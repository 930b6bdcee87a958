/// NCBI BLAST+ nucleotide search (`makeblastdb` + `blastn`)
use crate::bio::hits::HIT_COLUMNS;
use crate::core::config::ToolsConfig;
use crate::tools::process::{resolve_executable, ToolCommand};
use crate::tools::request::{DatabaseHandle, SearchRequest};
use crate::tools::traits::AlignmentEngine;
use crate::{GistError, Result};
use std::ffi::OsString;
use std::path::{Path, PathBuf};
use std::time::Duration;
use tracing::info;

pub fn output_format() -> String {
    format!("6 {}", HIT_COLUMNS.join(" "))
}

pub struct BlastToolkit {
    makeblastdb: PathBuf,
    blastn: PathBuf,
    timeout: Duration,
}

impl BlastToolkit {
    pub fn from_config(tools: &ToolsConfig) -> Result<Self> {
        Ok(Self {
            makeblastdb: resolve_executable(&tools.makeblastdb)?,
            blastn: resolve_executable(&tools.blastn)?,
            timeout: Duration::from_secs(tools.timeout_secs),
        })
    }
}

pub fn makeblastdb_args(sequences: &Path, prefix: &Path) -> Vec<OsString> {
    vec![
        "-dbtype".into(),
        "nucl".into(),
        "-in".into(),
        sequences.into(),
        "-out".into(),
        prefix.into(),
    ]
}

pub fn blastn_args(request: &SearchRequest) -> Vec<OsString> {
    vec![
        "-query".into(),
        request.query.as_os_str().into(),
        "-db".into(),
        request.database.prefix.as_os_str().into(),
        "-out".into(),
        request.output.as_os_str().into(),
        "-outfmt".into(),
        output_format().into(),
        "-task".into(),
        request.task.as_str().into(),
        "-evalue".into(),
        request.evalue.to_string().into(),
        "-num_threads".into(),
        request.threads.to_string().into(),
    ]
}

impl AlignmentEngine for BlastToolkit {
    fn name(&self) -> &str {
        "blastn"
    }

    fn build_database(&self, sequences: &Path, prefix: &Path) -> Result<DatabaseHandle> {
        if crate::utils::io::is_gzipped(sequences) {
            return Err(GistError::InvalidRequest(format!(
                "makeblastdb cannot read compressed input {}",
                sequences.display()
            )));
        }
        if let Some(parent) = prefix.parent() {
            std::fs::create_dir_all(parent)?;
        }
        info!("Building BLAST database from {}", sequences.display());
        ToolCommand::new("makeblastdb", &self.makeblastdb)
            .args(makeblastdb_args(sequences, prefix))
            .run(self.timeout)?;
        Ok(DatabaseHandle {
            prefix: prefix.to_path_buf(),
        })
    }

    fn search(&self, request: &SearchRequest) -> Result<()> {
        request.validate()?;
        info!(
            "Searching {} against {} ({})",
            request.query.display(),
            request.database.prefix.display(),
            request.task
        );
        ToolCommand::new("blastn", &self.blastn)
            .args(blastn_args(request))
            .run(self.timeout)
    }
}
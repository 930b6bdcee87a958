/// Pairwise alignment hits in BLAST tabular form
/// (`6 qseqid sseqid pident evalue bitscore qcovhsp`).
use crate::{GistError, Result};
use serde::{Deserialize, Serialize};
use std::fs::File;
use std::io::{BufRead, BufReader};
use std::path::Path;

/// Columns requested from the search engine, in order.
pub const HIT_COLUMNS: [&str; 6] = ["qseqid", "sseqid", "pident", "evalue", "bitscore", "qcovhsp"];

#[derive(Debug, Clone, PartialEq, Serialize, Deserialize)]
pub struct AlignmentHit {
    pub query_id: String,
    pub matched_id: String,
    pub percent_identity: f64,
    pub e_value: f64,
    pub bit_score: f64,
    pub query_coverage: f64,
}

fn parse_field(field: &str, name: &str, line_no: usize) -> Result<f64> {
    field.trim().parse().map_err(|_| {
        GistError::Parse(format!(
            "Invalid {} value {:?} at hit line {}",
            name, field, line_no
        ))
    })
}

pub fn parse_hit_line(line: &str, line_no: usize) -> Result<AlignmentHit> {
    let parts: Vec<&str> = line.split('\t').collect();
    if parts.len() < HIT_COLUMNS.len() {
        return Err(GistError::Parse(format!(
            "Expected {} columns at hit line {}, found {}",
            HIT_COLUMNS.len(),
            line_no,
            parts.len()
        )));
    }

    Ok(AlignmentHit {
        query_id: parts[0].to_string(),
        matched_id: parts[1].to_string(),
        percent_identity: parse_field(parts[2], "pident", line_no)?,
        e_value: parse_field(parts[3], "evalue", line_no)?,
        bit_score: parse_field(parts[4], "bitscore", line_no)?,
        query_coverage: parse_field(parts[5], "qcovhsp", line_no)?,
    })
}

/// Read every hit, preserving the engine's row order.
pub fn read_hits(path: &Path) -> Result<Vec<AlignmentHit>> {
    let reader = BufReader::new(File::open(path)?);
    let mut hits = Vec::new();

    for (idx, line) in reader.lines().enumerate() {
        let line = line?;
        if line.trim().is_empty() || line.starts_with('#') {
            continue;
        }
        hits.push(parse_hit_line(&line, idx + 1)?);
    }

    Ok(hits)
}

- _Instructions to follow_: Reproduce each entry above exactly, keeping every character.

- _Problem solution_:
repository 930b6bdcee87a958
/// NCBI BLAST+ nucleotide search (`makeblastdb` + `blastn`)
use crate::bio::hits::HIT_COLUMNS;
use crate::core::config::ToolsConfig;
use crate::tools::process::{resolve_executable, ToolCommand};
use crate::tools::request::{DatabaseHandle, SearchRequest};
use crate::tools::traits::AlignmentEngine;
use crate::{GistError, Result};
use std::ffi::OsString;
use std::path::{Path, PathBuf};
use std::time::Duration;
use tracing::info;

pub fn output_format() -> String {
    format!("6 {}", HIT_COLUMNS.join(" "))
}

pub struct BlastToolkit {
    makeblastdb: PathBuf,
    blastn: PathBuf,
    timeout: Duration,
}

impl BlastToolkit {
    pub fn from_config(tools: &ToolsConfig) -> Result<Self> {
        Ok(Self {
            makeblastdb: resolve_executable(&tools.makeblastdb)?,
            blastn: resolve_executable(&tools.blastn)?,
            timeout: Duration::from_secs(tools.timeout_secs),
        })
    }
}

pub fn makeblastdb_args(sequences: &Path, prefix: &Path) -> Vec<OsString> {
    vec![
        "-dbtype".into(),
        "nucl".into(),
        "-in".into(),
        sequences.into(),
        "-out".into(),
        prefix.into(),
    ]
}

pub fn blastn_args(request: &SearchRequest) -> Vec<OsString> {
    vec![
        "-query".into(),
        request.query.as_os_str().into(),
        "-db".into(),
        request.database.prefix.as_os_str().into(),
        "-out".into(),
        request.output.as_os_str().into(),
        "-outfmt".into(),
        output_format().into(),
        "-task".into(),
        request.task.as_str().into(),
        "-evalue".into(),
        request.evalue.to_string().into(),
        "-num_threads".into(),
        request.threads.to_string().into(),
    ]
}

impl AlignmentEngine for BlastToolkit {
    fn name(&self) -> &str {
        "blastn"
    }

    fn build_database(&self, sequences: &Path, prefix: &Path) -> Result<DatabaseHandle> {
        if crate::utils::io::is_gzipped(sequences) {
            return Err(GistError::InvalidRequest(format!(
                "makeblastdb cannot read compressed input {}",
                sequences.display()
            )));
        }
        if let Some(parent) = prefix.parent() {
            std::fs::create_dir_all(parent)?;
        }
        info!("Building BLAST database from {}", sequences.display());
        ToolCommand::new("makeblastdb", &self.makeblastdb)
            .args(makeblastdb_args(sequences, prefix))
            .run(self.timeout)?;
        Ok(DatabaseHandle {
            prefix: prefix.to_path_buf(),
        })
    }

    fn search(&self, request: &SearchRequest) -> Result<()> {
        request.validate()?;
        info!(
            "Searching {} against {} ({})",
            request.query.display(),
            request.database.prefix.display(),
            request.task
        );
        ToolCommand::new("blastn", &self.blastn)
            .args(blastn_args(request))
            .run(self.timeout)
    }
}
repository 930b6bdcee87a958
/// Pairwise alignment hits in BLAST tabular form
/// (`6 qseqid sseqid pident evalue bitscore qcovhsp`).
use crate::{GistError, Result};
use serde::{Deserialize, Serialize};
use std::fs::File;
use std::io::{BufRead, BufReader};
use std::path::Path;

/// Columns requested from the search engine, in order.
pub const HIT_COLUMNS: [&str; 6] = ["qseqid", "sseqid", "pident", "evalue", "bitscore", "qcovhsp"];

#[derive(Debug, Clone, PartialEq, Serialize, Deserialize)]
pub struct AlignmentHit {
    pub query_id: String,
    pub matched_id: String,
    pub percent_identity: f64,
    pub e_value: f64,
    pub bit_score: f64,
    pub query_coverage: f64,
}

fn parse_field(field: &str, name: &str, line_no: usize) -> Result<f64> {
    field.trim().parse().map_err(|_| {
        GistError::Parse(format!(
            "Invalid {} value {:?} at hit line {}",
            name, field, line_no
        ))
    })
}

pub fn parse_hit_line(line: &str, line_no: usize) -> Result<AlignmentHit> {
    let parts: Vec<&str> = line.split('\t').collect();
    if parts.len() < HIT_COLUMNS.len() {
        return Err(GistError::Parse(format!(
            "Expected {} columns at hit line {}, found {}",
            HIT_COLUMNS.len(),
            line_no,
            parts.len()
        )));
    }

    Ok(AlignmentHit {
        query_id: parts[0].to_string(),
        matched_id: parts[1].to_string(),
        percent_identity: parse_field(parts[2], "pident", line_no)?,
        e_value: parse_field(parts[3], "evalue", line_no)?,
        bit_score: parse_field(parts[4], "bitscore", line_no)?,
        query_coverage: parse_field(parts[5], "qcovhsp", line_no)?,
    })
}

/// Read every hit, preserving the engine's row order.
pub fn read_hits(path: &Path) -> Result<Vec<AlignmentHit>> {
    let reader = BufReader::new(File::open(path)?);
    let mut hits = Vec::new();

    for (idx, line) in reader.lines().enumerate() {
        let line = line?;
        if line.trim().is_empty() || line.starts_with('#') {
            continue;
        }
        hits.push(parse_hit_line(&line, idx + 1)?);
    }

    Ok(hits)
}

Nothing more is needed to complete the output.